Treatment and procedure
All procedures were performed by 1 skilled endoscopist. Fasting and water deprivation were performed for 8 hours before the procedure. The procedure was performed under general anesthesia with endotracheal intubation and vital monitoring. Patients were placed in the left lateral decubitus position.

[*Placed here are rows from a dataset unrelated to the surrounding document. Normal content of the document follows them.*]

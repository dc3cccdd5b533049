use thiserror::Error;

/// Error kinds surfaced at the ContextManager boundary. Component-internal
/// errors are recoverable or tagged and bubbled up to here; no error ever
/// causes a user message to be lost from the session file.
#[derive(Debug, Error)]
pub enum CceError {
    #[error("unknown model id: {0}")]
    ProfileUnknown(String),

    #[error("budget unrecoverable after rollover; snapshot {snapshot_id}")]
    BudgetUnrecoverable { snapshot_id: String },

    #[error("provider unavailable: {0}")]
    ProviderUnavailable(String),

    #[error("provider timed out after {0:?}")]
    ProviderTimeout(std::time::Duration),

    #[error("provider returned a malformed response: {0}")]
    ProviderMalformedResponse(String),

    #[error("failed to write session file: {0}")]
    SessionWriteFailed(String),

    #[error("failed to write snapshot file: {0}")]
    SnapshotWriteFailed(String),

    #[error("summarization lock timed out after {0:?}")]
    SummarizationTimeout(std::time::Duration),

    #[error("summarization already in progress")]
    SummarizationBusy,

    #[error(transparent)]
    Other(#[from] anyhow::Error),
}
//! Static system-prompt assembly. Mirrors the teacher's ordered-section
//! persona assembly: a base identity block, then mode-specific guidance,
//! then a tier note describing how much working context the session has,
//! joined in a fixed order rather than built ad hoc per call site.

use cce_schema::{Message, Mode, Tier};

const BASE_IDENTITY: &str = "You are a coding assistant running against a local model through ollm. \
Conversation history is actively managed: older turns may appear as compact \
checkpoint summaries instead of the original exchange. Treat a checkpoint as \
a faithful but lossy record of what happened.";

fn mode_guidance(mode: Mode) -> &'static str {
    match mode {
        Mode::Assistant => "Default mode: answer directly, keep a conversational tone, ask before taking destructive actions.",
        Mode::Developer => "Developer mode: prioritize correctness and working code over explanation. Show diffs and commands, not prose, unless asked.",
        Mode::Planning => "Planning mode: decompose the request into concrete steps before acting. Do not write code until the plan is confirmed.",
        Mode::Debugger => "Debugger mode: form a hypothesis before changing anything. State what you expect to observe and check it before moving on.",
        Mode::User => "User-authored mode: follow the custom instructions supplied for this session verbatim; fall back to assistant behavior where they are silent.",
    }
}

fn tier_note(tier: Tier) -> String {
    match tier {
        1 => "This session has a small context budget. Checkpoints age aggressively; expect older detail to compact quickly.".to_string(),
        2 => "This session has a limited context budget. Summaries of older turns will be terse.".to_string(),
        3 => "This session has a moderate context budget.".to_string(),
        4 => "This session has a generous context budget. Older turns stay detailed for longer before aging.".to_string(),
        _ => "This session has a large context budget. Checkpoint aging is conservative.".to_string(),
    }
}

const TOOL_UNSUPPORTED_NOTE: &str = "This model's profile is unrecognized or reports no tool support; \
tool-calling instructions do not apply here. Describe actions in plain text instead.";

/// Assembles the system prompt for `(mode, tier)`, appending a note when the
/// active model has no known tool support. Regenerated on every `set_mode`
/// and always spliced in at position 0 of the working prompt.
pub fn build_system_prompt(mode: Mode, tier: Tier, tool_support: bool) -> Message {
    let mut sections = vec![BASE_IDENTITY.to_string(), mode_guidance(mode).to_string(), tier_note(tier)];
    if !tool_support {
        sections.push(TOOL_UNSUPPORTED_NOTE.to_string());
    }
    Message::system(sections.join("\n\n"))
}

#[cfg(test)]
mod tests {
    use super::*;

    #[test]
    fn every_mode_produces_a_nonempty_prompt() {
        for mode in [Mode::Assistant, Mode::Developer, Mode::Planning, Mode::Debugger, Mode::User] {
            let prompt = build_system_prompt(mode, 3, true);
            assert!(!prompt.text().is_empty());
        }
    }

    #[test]
    fn tool_unsupported_note_only_appears_when_flagged() {
        let with_tools = build_system_prompt(Mode::Assistant, 3, true);
        let without_tools = build_system_prompt(Mode::Assistant, 3, false);
        assert!(!with_tools.text().contains("no tool support"));
        assert!(without_tools.text().contains("no tool support"));
    }

    #[test]
    fn tier_note_varies_by_tier() {
        let low = build_system_prompt(Mode::Assistant, 1, true);
        let high = build_system_prompt(Mode::Assistant, 5, true);
        assert_ne!(low.text(), high.text());
    }
}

ARMS (11,12): (I) submucosal injection: submucosal injection (glycerol fructose + methylene blue mixture) was performed along the outside of the marking points until the mucosa was fully raised. (II) Endoscopic mucosal resection (EMR): the transparent cap was mounted onto the distal tip of the endoscope, and the snare was inserted into the cap through the sheath. The high-frequency electric snare was used to remove 2/3–3/4 of the mucosa around the cardia and the lesser curvature of the stomach, while 1/4–1/3 of the mucosa of the greater curvature was retained. The resection length was 3 cm (1 cm in the esophagus and 2 cm in the cardia), and the incision was crescent shaped (Figure 1). During resection, heat biopsy forceps were used for hemostasis.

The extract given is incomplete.